Таким образом, в семье составился триумвират: бабушка, Поля и я. На другом фланге была мать. С бабушкой она находилась в резко враждебных отношениях, с Полей была вежлива, даже любезна, но держалась на далекой дистанции, говорила ей «Вы» и ни в какие личные разговоры не вступала. Со мной мать всегда говорила также начальническим тоном; видимо, так, как классные дамы говорили с институтками. Отец держался в центре. С бабушкой вечно ругался (поссориться с отцом было вообще невозможно: он через пять минут начинал разговаривать, как ни в чем не бывало, и искренно не понимал, отчего дуются — перед этим он мог наговорить оскорбительнейших вещей). С Полей он быстро нашел общий язык, вечно балагурил с ней и смеялся. Иногда дико на нее орал, так же, как и на бабушку и на меня, но она на него не обижалась; огрызалась и знала, что через пять минут все забудет и сам вместе со мной придет на кухню самовар ставить. Вообще у отца было в характере что-то очень близкое к русскому мужичку, крикливому, быстрому на руку и в то же время простодушному.

Так прошли первые 10 лет моей жизни. В школу меня отец не пускал: «Не хочу, чтоб он учился в хамской школе». Ходила ко мне учительница Екатерина Михайловна — религиозная, добрая женщина из Рыбинска. Хорошая женщина. Лет 7 назад я нарочно поехал в Рыбинск, о котором она мне столько рассказывала и к которому привила мне любовь, чтоб посмотреть на этот город и отслужить в местном храме о ней панихиду. Отец и с ней разругался. Однажды она заметила отцу, что я мальчик с большими странностями. Приняв это за личную обиду, отец тут же ляпнул: «Сами Вы сумасшедшая». Тогда она собрала свои книги и ушла. Я остался без учительницы. Да и отец начинал понимать, что школы не миновать.

10-и лет от роду, в 1925 году, я впервые пошел в школу.

И еще об одном человеке, который явился мне в моем детстве, я должен рассказать.

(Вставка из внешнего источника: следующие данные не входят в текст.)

//! Paper straddle positions and their lifecycle.
//!
//! A position is created `Open` with a cost basis fixed at entry and moves to
//! `Closed` exactly once. Terms, legs and cost basis never change after
//! creation; closing only attaches a [`CloseRecord`].

use chrono::{DateTime, Utc};
use rust_decimal::Decimal;
use serde::{Deserialize, Serialize};
use std::fmt;
use std::str::FromStr;
use uuid::Uuid;

use crate::error::{DeskError, Result};
use crate::pricing;
use crate::quote::{LegQuote, PricingMode};
use crate::valuation::ValuationSnapshot;

/// Unique identifier of a paper position.
#[derive(Debug, Clone, Copy, PartialEq, Eq, Hash, PartialOrd, Ord, Serialize, Deserialize)]
#[serde(transparent)]
pub struct PositionId(Uuid);

impl PositionId {
    #[allow(clippy::new_without_default)]
    #[must_use]
    pub fn new() -> Self {
        Self(Uuid::new_v4())
    }

    #[must_use]
    pub const fn as_uuid(&self) -> &Uuid {
        &self.0
    }
}

impl fmt::Display for PositionId {
    fn fmt(&self, f: &mut fmt::Formatter<'_>) -> fmt::Result {
        self.0.fmt(f)
    }
}

impl FromStr for PositionId {
    type Err = uuid::Error;

    fn from_str(s: &str) -> std::result::Result<Self, Self::Err> {
        Uuid::parse_str(s).map(Self)
    }
}

/// Lifecycle state of a position.
#[derive(Debug, Clone, Copy, PartialEq, Eq, Serialize, Deserialize)]
#[serde(rename_all = "UPPERCASE")]
pub enum PositionStatus {
    Open,
    Closed,
}

impl PositionStatus {
    #[must_use]
    pub fn as_str(&self) -> &'static str {
        match self {
            Self::Open => "OPEN",
            Self::Closed => "CLOSED",
        }
    }
}

/// What the user asks for when opening a straddle.
///
/// Leg instrument names are optional here so a request without one can be
/// rejected explicitly instead of being unrepresentable upstream.
#[derive(Debug, Clone, PartialEq, Eq, Serialize, Deserialize)]
pub struct PositionTerms {
    pub currency: String,
    pub expiry: String,
    pub strike: Decimal,
    pub quantity: Decimal,
    /// Informational target move, in percent.
    pub target_pct: Decimal,
    pub pricing_mode: PricingMode,
    pub call_instrument: Option<String>,
    pub put_instrument: Option<String>,
    pub note: Option<String>,
}

impl PositionTerms {
    /// Terms for one contract per leg with explicit instrument names.
    pub fn new(
        currency: impl Into<String>,
        expiry: impl Into<String>,
        strike: Decimal,
        call_instrument: impl Into<String>,
        put_instrument: impl Into<String>,
    ) -> Self {
        Self {
            currency: currency.into(),
            expiry: expiry.into(),
            strike,
            quantity: Decimal::ONE,
            target_pct: Decimal::ZERO,
            pricing_mode: PricingMode::Mark,
            call_instrument: Some(call_instrument.into()),
            put_instrument: Some(put_instrument.into()),
            note: None,
        }
    }

    #[must_use]
    pub fn with_quantity(mut self, quantity: Decimal) -> Self {
        self.quantity = quantity;
        self
    }

    #[must_use]
    pub fn with_pricing_mode(mut self, mode: PricingMode) -> Self {
        self.pricing_mode = mode;
        self
    }

    #[must_use]
    pub fn with_target_pct(mut self, target_pct: Decimal) -> Self {
        self.target_pct = target_pct;
        self
    }

    #[must_use]
    pub fn with_note(mut self, note: impl Into<String>) -> Self {
        self.note = Some(note.into());
        self
    }
}

/// Quotes and spot observed at the moment of entry.
#[derive(Debug, Clone, PartialEq, Eq, Serialize, Deserialize)]
pub struct EntryQuotes {
    pub call: LegQuote,
    pub put: LegQuote,
    pub spot: Decimal,
}

/// Instruments tracked for the two legs.
#[derive(Debug, Clone, PartialEq, Eq, Serialize, Deserialize)]
pub struct StraddleLegs {
    pub call: String,
    pub put: String,
}

/// Terminal data attached when a position closes.
#[derive(Debug, Clone, PartialEq, Eq, Serialize, Deserialize)]
pub struct CloseRecord {
    pub closed_at: DateTime<Utc>,
    pub close_spot: Decimal,
    pub close_value_usd: Decimal,
    pub pnl_usd: Decimal,
    pub reason: String,
    pub basis: CloseMethod,
}

/// How the close value was obtained.
#[derive(Debug, Clone, Copy, PartialEq, Eq, Serialize, Deserialize)]
#[serde(rename_all = "snake_case")]
pub enum CloseMethod {
    /// Live market value of both legs.
    MarkToMarket,
    /// Expiry-style intrinsic payoff at a manually supplied spot.
    Intrinsic,
}

/// Input to [`Position::close`].
#[derive(Debug, Clone, Copy)]
pub enum CloseBasis<'a> {
    /// Close at the value of a valuation snapshot of this position.
    Valuation(&'a ValuationSnapshot),
    /// Close at the straddle's intrinsic payoff for this spot.
    ///
    /// Ignores remaining time value; used only when live quotes are not
    /// obtainable.
    ManualSpot(Decimal),
}

/// One simulated straddle.
#[derive(Debug, Clone, PartialEq, Eq, Serialize, Deserialize)]
pub struct Position {
    pub id: PositionId,
    pub opened_at: DateTime<Utc>,
    pub currency: String,
    pub expiry: String,
    pub strike: Decimal,
    pub entry_spot: Decimal,
    pub target_pct: Decimal,
    pub pricing_mode: PricingMode,
    pub quantity: Decimal,
    pub legs: StraddleLegs,
    pub entry_call: LegQuote,
    pub entry_put: LegQuote,
    pub call_prem_usd: Decimal,
    pub put_prem_usd: Decimal,
    pub total_cost_usd: Decimal,
    #[serde(default)]
    pub note: Option<String>,
    #[serde(default)]
    pub close: Option<CloseRecord>,
}

fn required_leg(name: Option<String>, leg: &str) -> Result<String> {
    match name {
        Some(n) if !n.trim().is_empty() => Ok(n.trim().to_string()),
        _ => Err(DeskError::invalid_entry(format!(
            "missing {leg} leg instrument"
        ))),
    }
}

impl Position {
    /// Opens a straddle, fixing its cost basis from the entry quotes.
    ///
    /// # Errors
    /// Returns `InvalidEntry` if a leg instrument is missing, or if spot,
    /// quantity or strike is not positive.
    pub fn open(terms: PositionTerms, entry: EntryQuotes, now: DateTime<Utc>) -> Result<Self> {
        let call = required_leg(terms.call_instrument, "call")?;
        let put = required_leg(terms.put_instrument, "put")?;

        if entry.spot <= Decimal::ZERO {
            return Err(DeskError::invalid_entry(format!(
                "spot must be positive, got {}",
                entry.spot
            )));
        }
        if terms.quantity <= Decimal::ZERO {
            return Err(DeskError::invalid_entry(format!(
                "quantity must be positive, got {}",
                terms.quantity
            )));
        }
        if terms.strike <= Decimal::ZERO {
            return Err(DeskError::invalid_entry(format!(
                "strike must be positive, got {}",
                terms.strike
            )));
        }

        let mode = terms.pricing_mode;
        let call_prem_usd =
            pricing::leg_value_usd(&entry.call, mode, entry.spot, terms.quantity);
        let put_prem_usd = pricing::leg_value_usd(&entry.put, mode, entry.spot, terms.quantity);

        Ok(Self {
            id: PositionId::new(),
            opened_at: now,
            currency: terms.currency.to_uppercase(),
            expiry: terms.expiry,
            strike: terms.strike,
            entry_spot: entry.spot,
            target_pct: terms.target_pct,
            pricing_mode: mode,
            quantity: terms.quantity,
            legs: StraddleLegs { call, put },
            entry_call: entry.call,
            entry_put: entry.put,
            call_prem_usd,
            put_prem_usd,
            total_cost_usd: call_prem_usd + put_prem_usd,
            note: terms.note,
            close: None,
        })
    }

    /// Moves the position to `Closed`.
    ///
    /// Nothing is mutated when an error is returned.
    ///
    /// # Errors
    /// `AlreadyClosed` if the position is terminal; `InvalidClose` for a
    /// non-positive manual spot or a snapshot of another position.
    pub fn close(
        &mut self,
        reason: &str,
        basis: CloseBasis<'_>,
        now: DateTime<Utc>,
    ) -> Result<&CloseRecord> {
        if self.close.is_some() {
            return Err(DeskError::already_closed(self.id));
        }

        let (close_spot, close_value_usd, pnl_usd, method) = match basis {
            CloseBasis::Valuation(snapshot) => {
                if snapshot.position_id != self.id {
                    return Err(DeskError::invalid_close(format!(
                        "valuation for {} cannot close {}",
                        snapshot.position_id, self.id
                    )));
                }
                (
                    snapshot.spot,
                    snapshot.value_usd,
                    snapshot.pnl_usd,
                    CloseMethod::MarkToMarket,
                )
            }
            CloseBasis::ManualSpot(spot) => {
                if spot <= Decimal::ZERO {
                    return Err(DeskError::invalid_close(format!(
                        "close spot must be positive, got {spot}"
                    )));
                }
                let value = pricing::straddle_intrinsic(spot, self.strike) * self.quantity;
                (spot, value, value - self.total_cost_usd, CloseMethod::Intrinsic)
            }
        };

        if !reason.is_empty() {
            self.note = Some(match self.note.take() {
                Some(existing) if !existing.is_empty() => format!("{existing}; {reason}"),
                _ => reason.to_string(),
            });
        }

        Ok(&*self.close.insert(CloseRecord {
            closed_at: now,
            close_spot,
            close_value_usd,
            pnl_usd,
            reason: reason.to_string(),
            basis: method,
        }))
    }

    #[must_use]
    pub fn status(&self) -> PositionStatus {
        if self.close.is_some() {
            PositionStatus::Closed
        } else {
            PositionStatus::Open
        }
    }

    #[must_use]
    pub fn is_open(&self) -> bool {
        self.close.is_none()
    }

    /// Realized P&L, set only once closed.
    #[must_use]
    pub fn realized_pnl(&self) -> Option<Decimal> {
        self.close.as_ref().map(|c| c.pnl_usd)
    }

    /// Cost of one contract of the straddle.
    #[must_use]
    pub fn cost_per_contract(&self) -> Decimal {
        if self.quantity.is_zero() {
            return self.total_cost_usd;
        }
        self.total_cost_usd / self.quantity
    }

    /// Lower breakeven at expiry: strike minus per-contract cost.
    #[must_use]
    pub fn breakeven_low(&self) -> Decimal {
        self.strike - self.cost_per_contract()
    }

    /// Upper breakeven at expiry: strike plus per-contract cost.
    #[must_use]
    pub fn breakeven_high(&self) -> Decimal {
        self.strike + self.cost_per_contract()
    }

    /// Key used for duplicate prevention.
    #[must_use]
    pub fn duplicate_key(&self) -> (&str, Decimal, &str) {
        (&self.currency, self.strike.normalize(), &self.expiry)
    }
}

У нас в семье всегда невидимо присутствовал Лев Толстой. В нашем доме была атмосфера влюбленности в яснополянского старца. О нем говорили как о современнике; спорили, осуждали, ругали — но обожали. Бабушка видела в нем пророка; для нее он был образцом человека. Ее привлекал моралист Толстой. Религиозный мыслитель заслонял для нее художника. Отец ругательски ругал Толстого за его «юродство» и все-таки обожал, знал его почти наизусть, возвращался к нему снова и снова. Мог говорить о нем часами.

Мать никогда не расставалась с одной книгой. Отец, завидев эту книгу у нее в руках, сразу бросал ироническое замечание: «А! Вот только Вронского что-то у тебя не видно». Эта книга была «Анна Каренина».